[Saved entries]
━━━━━━━━━━━━━━━━━━━━━━━━━━━━━━

// Copyright (c) 2024-2025 DeepGraph Inc.
// SPDX-License-Identifier: Apache-2.0
//
//! Query graph handed over by the front end
//!
//! A query is a tree of subqueries: triple patterns, filters, table function
//! calls, optional parts and unions. Variables are plain numbers; constants
//! are dictionary ids resolved by the front end.

use crate::operator::results::DuplicateMode;
use serde::{Deserialize, Serialize};
use std::collections::{BTreeMap, BTreeSet};

/// Identifier of a query variable
pub type VariableId = u32;

/// Subject, predicate or object of a triple pattern
#[derive(Debug, Clone, Copy, PartialEq, Eq, Hash, Serialize, Deserialize)]
pub enum PatternSlot {
    /// A dictionary id
    Constant(u32),
    Variable(VariableId),
}

impl PatternSlot {
    pub fn variable(&self) -> Option<VariableId> {
        match self {
            PatternSlot::Variable(v) => Some(*v),
            PatternSlot::Constant(_) => None,
        }
    }

    pub fn is_constant(&self) -> bool {
        matches!(self, PatternSlot::Constant(_))
    }
}

/// A triple pattern
#[derive(Debug, Clone, Copy, PartialEq, Eq, Hash, Serialize, Deserialize)]
pub struct Node {
    pub subject: PatternSlot,
    pub predicate: PatternSlot,
    pub object: PatternSlot,
}

impl Node {
    pub fn new(subject: PatternSlot, predicate: PatternSlot, object: PatternSlot) -> Self {
        Self {
            subject,
            predicate,
            object,
        }
    }

    /// Slot by position: 0 subject, 1 predicate, 2 object
    pub fn slot(&self, position: usize) -> PatternSlot {
        match position {
            0 => self.subject,
            1 => self.predicate,
            _ => self.object,
        }
    }

    pub fn slots(&self) -> [PatternSlot; 3] {
        [self.subject, self.predicate, self.object]
    }

    /// Do both patterns share a variable?
    pub fn can_join(&self, other: &Node) -> bool {
        self.slots().iter().filter_map(|s| s.variable()).any(|v| {
            other
                .slots()
                .iter()
                .any(|o| o.variable() == Some(v))
        })
    }
}

/// Filter expression
#[derive(Debug, Clone, PartialEq, Serialize, Deserialize)]
pub enum FilterExpr {
    Or(Box<FilterExpr>, Box<FilterExpr>),
    And(Box<FilterExpr>, Box<FilterExpr>),
    Equal(Box<FilterExpr>, Box<FilterExpr>),
    NotEqual(Box<FilterExpr>, Box<FilterExpr>),
    Less(Box<FilterExpr>, Box<FilterExpr>),
    LessOrEqual(Box<FilterExpr>, Box<FilterExpr>),
    Greater(Box<FilterExpr>, Box<FilterExpr>),
    GreaterOrEqual(Box<FilterExpr>, Box<FilterExpr>),
    Plus(Box<FilterExpr>, Box<FilterExpr>),
    Minus(Box<FilterExpr>, Box<FilterExpr>),
    Mul(Box<FilterExpr>, Box<FilterExpr>),
    Div(Box<FilterExpr>, Box<FilterExpr>),
    Not(Box<FilterExpr>),
    UnaryPlus(Box<FilterExpr>),
    UnaryMinus(Box<FilterExpr>),
    /// A literal; `id` is `None` when the dictionary does not know it
    Literal { id: Option<u32>, value: String },
    /// An IRI; `id` is `None` when the dictionary does not know it
    Iri { id: Option<u32>, value: String },
    Variable(VariableId),
    Null,
    Function { iri: String, args: Vec<FilterExpr> },
    Str(Box<FilterExpr>),
    Lang(Box<FilterExpr>),
    LangMatches(Box<FilterExpr>, Box<FilterExpr>),
    Datatype(Box<FilterExpr>),
    Bound(Box<FilterExpr>),
    SameTerm(Box<FilterExpr>, Box<FilterExpr>),
    IsIri(Box<FilterExpr>),
    IsBlank(Box<FilterExpr>),
    IsLiteral(Box<FilterExpr>),
    Regex {
        text: Box<FilterExpr>,
        pattern: Box<FilterExpr>,
        flags: Option<Box<FilterExpr>>,
    },
    In {
        probe: Box<FilterExpr>,
        values: Vec<FilterExpr>,
    },
}

impl FilterExpr {
    pub fn variable(id: VariableId) -> Self {
        FilterExpr::Variable(id)
    }

    pub fn literal(id: Option<u32>, value: impl Into<String>) -> Self {
        FilterExpr::Literal {
            id,
            value: value.into(),
        }
    }

    pub fn iri(id: Option<u32>, value: impl Into<String>) -> Self {
        FilterExpr::Iri {
            id,
            value: value.into(),
        }
    }

    pub fn equal(left: FilterExpr, right: FilterExpr) -> Self {
        FilterExpr::Equal(Box::new(left), Box::new(right))
    }

    pub fn not_equal(left: FilterExpr, right: FilterExpr) -> Self {
        FilterExpr::NotEqual(Box::new(left), Box::new(right))
    }

    pub fn less(left: FilterExpr, right: FilterExpr) -> Self {
        FilterExpr::Less(Box::new(left), Box::new(right))
    }

    pub fn and(left: FilterExpr, right: FilterExpr) -> Self {
        FilterExpr::And(Box::new(left), Box::new(right))
    }

    pub fn is_constant(&self) -> bool {
        matches!(self, FilterExpr::Literal { .. } | FilterExpr::Iri { .. })
    }

    /// Dictionary id of a constant
    pub fn constant_id(&self) -> Option<u32> {
        match self {
            FilterExpr::Literal { id, .. } | FilterExpr::Iri { id, .. } => *id,
            _ => None,
        }
    }

    /// Direct children
    fn children(&self) -> Vec<&FilterExpr> {
        use FilterExpr::*;
        match self {
            Or(a, b) | And(a, b) | Equal(a, b) | NotEqual(a, b) | Less(a, b)
            | LessOrEqual(a, b) | Greater(a, b) | GreaterOrEqual(a, b) | Plus(a, b)
            | Minus(a, b) | Mul(a, b) | Div(a, b) | LangMatches(a, b) | SameTerm(a, b) => {
                vec![a.as_ref(), b.as_ref()]
            }
            Not(a) | UnaryPlus(a) | UnaryMinus(a) | Str(a) | Lang(a) | Datatype(a) | Bound(a)
            | IsIri(a) | IsBlank(a) | IsLiteral(a) => vec![a.as_ref()],
            Literal { .. } | Iri { .. } | Variable(_) | Null => Vec::new(),
            Function { args, .. } => args.iter().collect(),
            Regex {
                text,
                pattern,
                flags,
            } => {
                let mut c = vec![text.as_ref(), pattern.as_ref()];
                if let Some(f) = flags {
                    c.push(f.as_ref());
                }
                c
            }
            In { probe, values } => std::iter::once(probe.as_ref()).chain(values.iter()).collect(),
        }
    }

    /// Every variable mentioned
    pub fn collect_variables(&self, variables: &mut BTreeSet<VariableId>) {
        if let FilterExpr::Variable(v) = self {
            variables.insert(*v);
        }
        for child in self.children() {
            child.collect_variables(variables);
        }
    }

    /// Can the filter be evaluated with `variables` available?
    pub fn is_applicable(&self, variables: &BTreeSet<VariableId>) -> bool {
        let mut used = BTreeSet::new();
        self.collect_variables(&mut used);
        used.is_subset(variables)
    }
}

/// Argument of a table function call
#[derive(Debug, Clone, PartialEq, Eq, Serialize, Deserialize)]
pub enum TableFunctionArgument {
    Variable(VariableId),
    Value(String),
}

/// Call of a host table function
#[derive(Debug, Clone, PartialEq, Eq, Serialize, Deserialize)]
pub struct TableFunctionCall {
    pub name: String,
    pub input: Vec<TableFunctionArgument>,
    pub output: Vec<VariableId>,
}

/// A group of patterns with its filters and nested parts
#[derive(Debug, Clone, Default, PartialEq, Serialize, Deserialize)]
pub struct SubQuery {
    pub nodes: Vec<Node>,
    pub filters: Vec<FilterExpr>,
    pub optional: Vec<SubQuery>,
    pub unions: Vec<Vec<SubQuery>>,
    pub table_functions: Vec<TableFunctionCall>,
}

impl SubQuery {
    pub fn new() -> Self {
        Self::default()
    }

    pub fn with_node(mut self, node: Node) -> Self {
        self.nodes.push(node);
        self
    }

    pub fn with_filter(mut self, filter: FilterExpr) -> Self {
        self.filters.push(filter);
        self
    }

    pub fn with_optional(mut self, optional: SubQuery) -> Self {
        self.optional.push(optional);
        self
    }

    pub fn with_union(mut self, branches: Vec<SubQuery>) -> Self {
        self.unions.push(branches);
        self
    }

    pub fn with_table_function(mut self, call: TableFunctionCall) -> Self {
        self.table_functions.push(call);
        self
    }
}

/// Duplicate handling requested by the query
#[derive(Debug, Clone, Copy, PartialEq, Eq, Default, Serialize, Deserialize)]
pub enum DuplicateHandling {
    #[default]
    All,
    Count,
    Reduced,
    NoDuplicates,
    Show,
}

impl From<DuplicateHandling> for DuplicateMode {
    fn from(handling: DuplicateHandling) -> Self {
        match handling {
            DuplicateHandling::All => DuplicateMode::Expand,
            DuplicateHandling::Count => DuplicateMode::Count,
            DuplicateHandling::Reduced | DuplicateHandling::NoDuplicates => DuplicateMode::Reduce,
            DuplicateHandling::Show => DuplicateMode::ShowOnlyDuplicates,
        }
    }
}

/// ORDER BY entry; `variable == None` orders by multiplicity
#[derive(Debug, Clone, Copy, PartialEq, Eq, Serialize, Deserialize)]
pub struct OrderBy {
    pub variable: Option<VariableId>,
    pub descending: bool,
}

/// Identifies a triple pattern or table function in allocation order
///
/// Patterns and calls are numbered by a depth-first walk: a subquery's own
/// items first, then its optional parts, then its union branches.
#[derive(Debug, Clone, Copy, PartialEq, Eq, PartialOrd, Ord, Hash, Serialize, Deserialize)]
pub struct NodeId(pub usize);

/// A whole query
#[derive(Debug, Clone, Default, PartialEq, Serialize, Deserialize)]
pub struct QueryGraph {
    query: SubQuery,
    projection: Vec<VariableId>,
    names: BTreeMap<VariableId, String>,
    duplicate_handling: DuplicateHandling,
    order: Vec<OrderBy>,
    limit: Option<usize>,
    known_empty: bool,
}

impl QueryGraph {
    pub fn new(query: SubQuery) -> Self {
        Self {
            query,
            ..Default::default()
        }
    }

    pub fn query(&self) -> &SubQuery {
        &self.query
    }

    pub fn query_mut(&mut self) -> &mut SubQuery {
        &mut self.query
    }

    pub fn add_projection(&mut self, variable: VariableId) {
        self.projection.push(variable);
    }

    /// Project a variable under a column name
    pub fn add_named_projection(&mut self, variable: VariableId, name: impl Into<String>) {
        self.projection.push(variable);
        self.names.insert(variable, name.into());
    }

    pub fn projection(&self) -> &[VariableId] {
        &self.projection
    }

    /// Column name of a variable, `?<id>` when none was given
    pub fn column_name(&self, variable: VariableId) -> String {
        self.names
            .get(&variable)
            .cloned()
            .unwrap_or_else(|| format!("?{}", variable))
    }

    pub fn set_duplicate_handling(&mut self, handling: DuplicateHandling) {
        self.duplicate_handling = handling;
    }

    pub fn duplicate_handling(&self) -> DuplicateHandling {
        self.duplicate_handling
    }

    pub fn add_order(&mut self, order: OrderBy) {
        self.order.push(order);
    }

    pub fn order(&self) -> &[OrderBy] {
        &self.order
    }

    pub fn set_limit(&mut self, limit: Option<usize>) {
        self.limit = limit;
    }

    pub fn limit(&self) -> Option<usize> {
        self.limit
    }

    pub fn mark_known_empty(&mut self) {
        self.known_empty = true;
    }

    pub fn known_empty(&self) -> bool {
        self.known_empty
    }

    /// Every triple pattern in allocation order
    pub fn patterns(&self) -> Vec<&Node> {
        fn walk<'a>(query: &'a SubQuery, out: &mut Vec<&'a Node>) {
            out.extend(query.nodes.iter());
            for optional in &query.optional {
                walk(optional, out);
            }
            for branch in query.unions.iter().flatten() {
                walk(branch, out);
            }
        }
        let mut out = Vec::new();
        walk(&self.query, &mut out);
        out
    }

    /// Every table function call in allocation order
    pub fn table_function_calls(&self) -> Vec<&TableFunctionCall> {
        fn walk<'a>(query: &'a SubQuery, out: &mut Vec<&'a TableFunctionCall>) {
            out.extend(query.table_functions.iter());
            for optional in &query.optional {
                walk(optional, out);
            }
            for branch in query.unions.iter().flatten() {
                walk(branch, out);
            }
        }
        let mut out = Vec::new();
        walk(&self.query, &mut out);
        out
    }

    pub fn pattern(&self, id: NodeId) -> Option<&Node> {
        self.patterns().get(id.0).copied()
    }

    pub fn table_function_call(&self, id: NodeId) -> Option<&TableFunctionCall> {
        self.table_function_calls().get(id.0).copied()
    }
}

#[cfg(test)]
mod tests {
    use super::*;

    fn var(v: VariableId) -> PatternSlot {
        PatternSlot::Variable(v)
    }

    #[test]
    fn test_can_join() {
        let a = Node::new(var(0), PatternSlot::Constant(5), var(1));
        let b = Node::new(var(1), PatternSlot::Constant(6), var(2));
        let c = Node::new(var(3), PatternSlot::Constant(5), PatternSlot::Constant(1));
        assert!(a.can_join(&b));
        assert!(!a.can_join(&c));
    }

    #[test]
    fn test_filter_variables() {
        let f = FilterExpr::and(
            FilterExpr::equal(FilterExpr::variable(1), FilterExpr::literal(Some(4), "x")),
            FilterExpr::In {
                probe: Box::new(FilterExpr::variable(2)),
                values: vec![FilterExpr::variable(3)],
            },
        );
        let mut vars = BTreeSet::new();
        f.collect_variables(&mut vars);
        assert_eq!(vars.into_iter().collect::<Vec<_>>(), vec![1, 2, 3]);
        assert!(f.is_applicable(&[1, 2, 3, 4].into_iter().collect()));
        assert!(!f.is_applicable(&[1, 2].into_iter().collect()));
    }

    #[test]
    fn test_allocation_order_walks_nested_parts() {
        let p = |s| Node::new(PatternSlot::Constant(s), var(0), var(1));
        let query = SubQuery::new()
            .with_node(p(1))
            .with_optional(SubQuery::new().with_node(p(2)))
            .with_union(vec![
                SubQuery::new().with_node(p(3)),
                SubQuery::new().with_node(p(4)),
            ])
            .with_node(p(5));
        let graph = QueryGraph::new(query);
        let subjects: Vec<PatternSlot> = graph.patterns().iter().map(|n| n.subject).collect();
        assert_eq!(
            subjects,
            [1, 5, 2, 3, 4].iter().map(|s| PatternSlot::Constant(*s)).collect::<Vec<_>>()
        );
        assert_eq!(graph.pattern(NodeId(2)).map(|n| n.subject), Some(PatternSlot::Constant(2)));
        assert!(graph.pattern(NodeId(9)).is_none());
    }

    #[test]
    fn test_duplicate_mapping() {
        assert_eq!(DuplicateMode::from(DuplicateHandling::NoDuplicates), DuplicateMode::Reduce);
        assert_eq!(DuplicateMode::from(DuplicateHandling::Show), DuplicateMode::ShowOnlyDuplicates);
        assert_eq!(DuplicateMode::from(DuplicateHandling::All), DuplicateMode::Expand);
    }
}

━━━━━━━━━━━━━━━━━━━━━━━━━━━━━━

_Task brief_: Filter the entries and copy out every line with the word "bool".

_Exercise answer_:
    pub fn is_constant(&self) -> bool {
    pub fn can_join(&self, other: &Node) -> bool {
    pub fn is_constant(&self) -> bool {
    pub fn is_applicable(&self, variables: &BTreeSet<VariableId>) -> bool {
    pub descending: bool,
    known_empty: bool,
    pub fn known_empty(&self) -> bool {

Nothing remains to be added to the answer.